- [Task brief]:
Return only the lines of the listing below that run from the line with "by the research stream." through the line with "#[derive(Debug, Clone, PartialEq, Serialize)]", both ends included, exactly as written.

------------------------------------------------

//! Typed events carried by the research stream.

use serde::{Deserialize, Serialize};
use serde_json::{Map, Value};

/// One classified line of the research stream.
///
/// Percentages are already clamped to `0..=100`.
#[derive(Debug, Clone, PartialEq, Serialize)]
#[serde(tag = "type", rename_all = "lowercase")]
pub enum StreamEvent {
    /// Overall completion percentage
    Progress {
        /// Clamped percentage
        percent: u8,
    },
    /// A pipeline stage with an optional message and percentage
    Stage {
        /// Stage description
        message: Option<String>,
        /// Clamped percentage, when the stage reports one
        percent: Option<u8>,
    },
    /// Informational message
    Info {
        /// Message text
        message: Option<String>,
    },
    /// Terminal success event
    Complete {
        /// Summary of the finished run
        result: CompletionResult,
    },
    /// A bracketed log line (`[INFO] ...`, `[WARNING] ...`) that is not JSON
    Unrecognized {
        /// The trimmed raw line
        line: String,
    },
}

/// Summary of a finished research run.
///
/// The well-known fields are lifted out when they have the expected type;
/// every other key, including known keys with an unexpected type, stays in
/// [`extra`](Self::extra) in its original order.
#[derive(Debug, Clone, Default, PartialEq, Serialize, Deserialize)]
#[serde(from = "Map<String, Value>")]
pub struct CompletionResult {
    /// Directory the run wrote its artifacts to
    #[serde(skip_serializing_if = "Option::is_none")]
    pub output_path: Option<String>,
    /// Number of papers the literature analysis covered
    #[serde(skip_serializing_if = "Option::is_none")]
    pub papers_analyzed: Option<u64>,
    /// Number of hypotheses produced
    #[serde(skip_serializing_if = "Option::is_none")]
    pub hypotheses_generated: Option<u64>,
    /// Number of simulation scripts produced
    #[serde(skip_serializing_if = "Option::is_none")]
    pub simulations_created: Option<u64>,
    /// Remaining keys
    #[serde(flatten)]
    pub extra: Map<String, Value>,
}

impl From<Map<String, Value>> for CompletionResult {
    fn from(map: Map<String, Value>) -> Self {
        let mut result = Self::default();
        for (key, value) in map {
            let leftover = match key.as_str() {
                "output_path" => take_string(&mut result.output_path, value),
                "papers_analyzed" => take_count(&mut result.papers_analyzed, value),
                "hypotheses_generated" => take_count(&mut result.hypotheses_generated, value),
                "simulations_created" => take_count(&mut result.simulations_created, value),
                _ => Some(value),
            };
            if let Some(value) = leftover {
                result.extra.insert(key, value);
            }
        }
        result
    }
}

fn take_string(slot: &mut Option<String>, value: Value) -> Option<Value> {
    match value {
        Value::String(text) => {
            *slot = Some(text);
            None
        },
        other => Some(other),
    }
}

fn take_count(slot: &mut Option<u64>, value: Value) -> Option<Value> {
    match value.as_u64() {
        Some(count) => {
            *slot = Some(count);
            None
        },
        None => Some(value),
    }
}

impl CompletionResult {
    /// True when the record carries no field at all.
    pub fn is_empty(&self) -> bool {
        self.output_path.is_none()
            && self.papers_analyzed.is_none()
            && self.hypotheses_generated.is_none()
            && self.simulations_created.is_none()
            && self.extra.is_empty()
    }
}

------------------------------------------------

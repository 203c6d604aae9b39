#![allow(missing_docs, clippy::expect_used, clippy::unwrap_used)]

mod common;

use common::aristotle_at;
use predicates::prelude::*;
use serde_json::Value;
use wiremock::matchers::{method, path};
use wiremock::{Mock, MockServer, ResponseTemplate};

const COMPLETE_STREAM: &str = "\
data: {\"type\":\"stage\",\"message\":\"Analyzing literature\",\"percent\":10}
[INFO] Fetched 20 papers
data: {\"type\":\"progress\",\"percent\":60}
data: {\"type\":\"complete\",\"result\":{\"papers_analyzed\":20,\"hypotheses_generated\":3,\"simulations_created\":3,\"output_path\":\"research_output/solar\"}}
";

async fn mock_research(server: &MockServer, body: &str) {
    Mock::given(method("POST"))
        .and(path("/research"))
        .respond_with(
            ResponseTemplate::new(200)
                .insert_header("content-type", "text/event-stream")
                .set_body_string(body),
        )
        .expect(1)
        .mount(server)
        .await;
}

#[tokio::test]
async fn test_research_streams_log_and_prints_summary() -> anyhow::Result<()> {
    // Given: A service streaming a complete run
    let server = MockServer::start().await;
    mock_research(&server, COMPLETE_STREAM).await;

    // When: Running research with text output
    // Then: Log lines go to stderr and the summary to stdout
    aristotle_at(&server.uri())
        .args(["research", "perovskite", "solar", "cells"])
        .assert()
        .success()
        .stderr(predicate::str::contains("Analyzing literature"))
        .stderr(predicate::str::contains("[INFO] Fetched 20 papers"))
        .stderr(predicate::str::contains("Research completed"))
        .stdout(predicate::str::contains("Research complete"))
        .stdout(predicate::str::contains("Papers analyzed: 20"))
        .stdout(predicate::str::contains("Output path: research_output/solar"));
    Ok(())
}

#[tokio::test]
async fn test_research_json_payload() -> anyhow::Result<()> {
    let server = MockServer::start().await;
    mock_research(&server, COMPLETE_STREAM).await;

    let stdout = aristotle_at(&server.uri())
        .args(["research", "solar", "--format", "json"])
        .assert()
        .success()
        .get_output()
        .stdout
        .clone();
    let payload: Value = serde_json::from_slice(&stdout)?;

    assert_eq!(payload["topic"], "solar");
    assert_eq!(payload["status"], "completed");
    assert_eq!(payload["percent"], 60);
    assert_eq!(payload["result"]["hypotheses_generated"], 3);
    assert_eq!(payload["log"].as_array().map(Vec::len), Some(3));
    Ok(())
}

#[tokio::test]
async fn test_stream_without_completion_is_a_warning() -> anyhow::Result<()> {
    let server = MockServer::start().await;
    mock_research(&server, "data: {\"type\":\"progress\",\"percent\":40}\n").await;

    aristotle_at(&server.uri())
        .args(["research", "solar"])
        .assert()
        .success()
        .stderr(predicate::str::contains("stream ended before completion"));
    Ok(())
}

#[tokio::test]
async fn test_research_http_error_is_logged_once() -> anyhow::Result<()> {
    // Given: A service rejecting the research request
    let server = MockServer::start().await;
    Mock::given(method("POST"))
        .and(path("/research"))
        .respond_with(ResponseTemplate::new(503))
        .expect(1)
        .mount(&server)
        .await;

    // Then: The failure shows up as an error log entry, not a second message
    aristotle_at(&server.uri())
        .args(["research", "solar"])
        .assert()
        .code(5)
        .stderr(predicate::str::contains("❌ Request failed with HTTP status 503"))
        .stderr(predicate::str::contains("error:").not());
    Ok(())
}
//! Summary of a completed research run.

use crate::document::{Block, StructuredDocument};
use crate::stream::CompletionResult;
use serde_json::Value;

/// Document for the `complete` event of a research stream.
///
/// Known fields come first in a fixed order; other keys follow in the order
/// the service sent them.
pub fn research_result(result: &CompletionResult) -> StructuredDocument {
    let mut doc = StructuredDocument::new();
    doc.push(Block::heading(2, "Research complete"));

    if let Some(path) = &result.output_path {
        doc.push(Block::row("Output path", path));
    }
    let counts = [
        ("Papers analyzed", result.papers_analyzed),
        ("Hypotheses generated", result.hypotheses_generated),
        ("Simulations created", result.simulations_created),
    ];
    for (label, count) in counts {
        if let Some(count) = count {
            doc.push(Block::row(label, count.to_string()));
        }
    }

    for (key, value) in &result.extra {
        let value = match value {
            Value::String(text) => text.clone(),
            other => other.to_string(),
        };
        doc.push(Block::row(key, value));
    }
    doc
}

------------------------------------------------

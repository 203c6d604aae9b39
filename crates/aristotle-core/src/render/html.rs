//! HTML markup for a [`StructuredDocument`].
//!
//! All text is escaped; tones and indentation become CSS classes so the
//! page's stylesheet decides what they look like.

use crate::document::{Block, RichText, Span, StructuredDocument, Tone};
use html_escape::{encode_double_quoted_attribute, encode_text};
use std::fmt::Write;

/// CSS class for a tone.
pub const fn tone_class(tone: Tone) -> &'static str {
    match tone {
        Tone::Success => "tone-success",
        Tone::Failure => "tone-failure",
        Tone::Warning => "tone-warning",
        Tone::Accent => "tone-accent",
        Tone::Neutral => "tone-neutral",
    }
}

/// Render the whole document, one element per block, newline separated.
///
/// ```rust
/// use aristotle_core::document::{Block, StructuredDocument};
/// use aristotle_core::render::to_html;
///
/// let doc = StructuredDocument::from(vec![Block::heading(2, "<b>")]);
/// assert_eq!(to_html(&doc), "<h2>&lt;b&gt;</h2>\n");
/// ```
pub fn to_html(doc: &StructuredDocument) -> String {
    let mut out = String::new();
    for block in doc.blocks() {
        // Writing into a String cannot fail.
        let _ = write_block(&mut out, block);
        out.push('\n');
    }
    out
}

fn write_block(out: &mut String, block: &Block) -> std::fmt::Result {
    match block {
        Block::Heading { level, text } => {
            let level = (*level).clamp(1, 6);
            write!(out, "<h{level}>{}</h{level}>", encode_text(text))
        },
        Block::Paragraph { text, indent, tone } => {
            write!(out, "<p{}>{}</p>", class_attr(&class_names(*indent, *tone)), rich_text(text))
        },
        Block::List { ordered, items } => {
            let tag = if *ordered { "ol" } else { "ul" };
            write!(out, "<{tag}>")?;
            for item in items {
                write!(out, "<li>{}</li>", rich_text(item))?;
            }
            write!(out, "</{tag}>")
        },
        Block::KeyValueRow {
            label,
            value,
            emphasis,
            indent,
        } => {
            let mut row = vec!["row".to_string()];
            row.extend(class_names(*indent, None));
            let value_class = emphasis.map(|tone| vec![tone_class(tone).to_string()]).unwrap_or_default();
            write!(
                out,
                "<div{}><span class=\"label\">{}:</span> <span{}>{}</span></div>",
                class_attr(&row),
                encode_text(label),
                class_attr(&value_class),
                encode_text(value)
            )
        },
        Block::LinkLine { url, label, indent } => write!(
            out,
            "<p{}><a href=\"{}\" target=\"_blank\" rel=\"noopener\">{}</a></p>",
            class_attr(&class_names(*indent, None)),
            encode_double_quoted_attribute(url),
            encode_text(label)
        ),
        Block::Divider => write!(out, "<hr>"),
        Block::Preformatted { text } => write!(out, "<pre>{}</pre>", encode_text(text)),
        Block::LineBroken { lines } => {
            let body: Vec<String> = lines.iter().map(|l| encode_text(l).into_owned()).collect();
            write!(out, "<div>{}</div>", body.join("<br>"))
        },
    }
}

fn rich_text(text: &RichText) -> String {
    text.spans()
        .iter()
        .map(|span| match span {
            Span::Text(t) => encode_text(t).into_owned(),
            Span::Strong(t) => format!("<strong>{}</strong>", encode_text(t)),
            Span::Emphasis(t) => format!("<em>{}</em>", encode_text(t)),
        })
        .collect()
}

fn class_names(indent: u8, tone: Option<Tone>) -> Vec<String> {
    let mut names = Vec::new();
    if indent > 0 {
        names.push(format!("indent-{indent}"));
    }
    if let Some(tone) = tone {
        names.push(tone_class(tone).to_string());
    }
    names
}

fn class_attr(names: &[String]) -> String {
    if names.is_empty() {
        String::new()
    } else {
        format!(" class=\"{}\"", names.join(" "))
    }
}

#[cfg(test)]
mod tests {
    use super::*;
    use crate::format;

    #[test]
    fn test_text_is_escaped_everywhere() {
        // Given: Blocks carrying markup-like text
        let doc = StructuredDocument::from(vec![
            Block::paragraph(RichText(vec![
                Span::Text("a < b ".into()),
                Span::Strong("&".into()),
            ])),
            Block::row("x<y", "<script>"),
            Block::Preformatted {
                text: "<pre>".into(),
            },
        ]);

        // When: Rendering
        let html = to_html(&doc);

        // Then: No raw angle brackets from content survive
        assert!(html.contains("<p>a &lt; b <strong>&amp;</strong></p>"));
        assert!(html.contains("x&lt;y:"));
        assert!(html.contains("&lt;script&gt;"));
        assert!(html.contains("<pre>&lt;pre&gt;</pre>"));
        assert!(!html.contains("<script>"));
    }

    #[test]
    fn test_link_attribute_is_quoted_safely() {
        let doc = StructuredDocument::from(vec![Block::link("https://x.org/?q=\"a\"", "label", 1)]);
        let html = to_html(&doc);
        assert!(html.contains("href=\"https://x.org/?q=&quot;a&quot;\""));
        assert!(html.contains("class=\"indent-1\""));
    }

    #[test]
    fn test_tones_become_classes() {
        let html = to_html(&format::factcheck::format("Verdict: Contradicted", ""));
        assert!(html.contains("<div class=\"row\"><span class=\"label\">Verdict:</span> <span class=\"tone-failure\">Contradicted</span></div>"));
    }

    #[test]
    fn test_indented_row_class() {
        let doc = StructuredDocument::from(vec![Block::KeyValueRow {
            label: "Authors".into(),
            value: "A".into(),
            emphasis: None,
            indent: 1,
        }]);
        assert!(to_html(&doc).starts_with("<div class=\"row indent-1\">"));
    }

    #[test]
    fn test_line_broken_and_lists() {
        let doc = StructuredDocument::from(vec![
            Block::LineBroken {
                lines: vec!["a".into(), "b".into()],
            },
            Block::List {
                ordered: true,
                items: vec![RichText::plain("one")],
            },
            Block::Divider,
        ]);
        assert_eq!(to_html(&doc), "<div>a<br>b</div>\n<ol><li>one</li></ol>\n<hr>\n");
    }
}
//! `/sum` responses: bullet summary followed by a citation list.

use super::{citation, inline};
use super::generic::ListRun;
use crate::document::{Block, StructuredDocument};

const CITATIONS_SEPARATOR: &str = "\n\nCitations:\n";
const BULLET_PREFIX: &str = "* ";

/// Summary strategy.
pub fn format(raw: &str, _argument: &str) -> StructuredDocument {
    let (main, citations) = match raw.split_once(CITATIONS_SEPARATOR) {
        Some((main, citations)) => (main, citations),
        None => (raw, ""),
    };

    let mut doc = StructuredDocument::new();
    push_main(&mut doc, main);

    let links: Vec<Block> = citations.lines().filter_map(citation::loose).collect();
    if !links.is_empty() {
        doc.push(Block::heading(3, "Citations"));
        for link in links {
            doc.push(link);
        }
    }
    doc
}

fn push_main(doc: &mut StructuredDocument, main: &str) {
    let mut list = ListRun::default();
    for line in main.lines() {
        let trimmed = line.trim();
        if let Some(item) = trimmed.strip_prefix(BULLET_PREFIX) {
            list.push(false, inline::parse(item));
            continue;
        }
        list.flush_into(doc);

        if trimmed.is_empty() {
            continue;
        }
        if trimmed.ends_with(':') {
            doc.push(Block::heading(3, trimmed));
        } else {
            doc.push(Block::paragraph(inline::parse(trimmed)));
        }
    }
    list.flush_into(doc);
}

------------------------------------------------

- [Answer]:
//! Typed events carried by the research stream.

use serde::{Deserialize, Serialize};
use serde_json::{Map, Value};

/// One classified line of the research stream.
///
/// Percentages are already clamped to `0..=100`.
#[derive(Debug, Clone, PartialEq, Serialize)]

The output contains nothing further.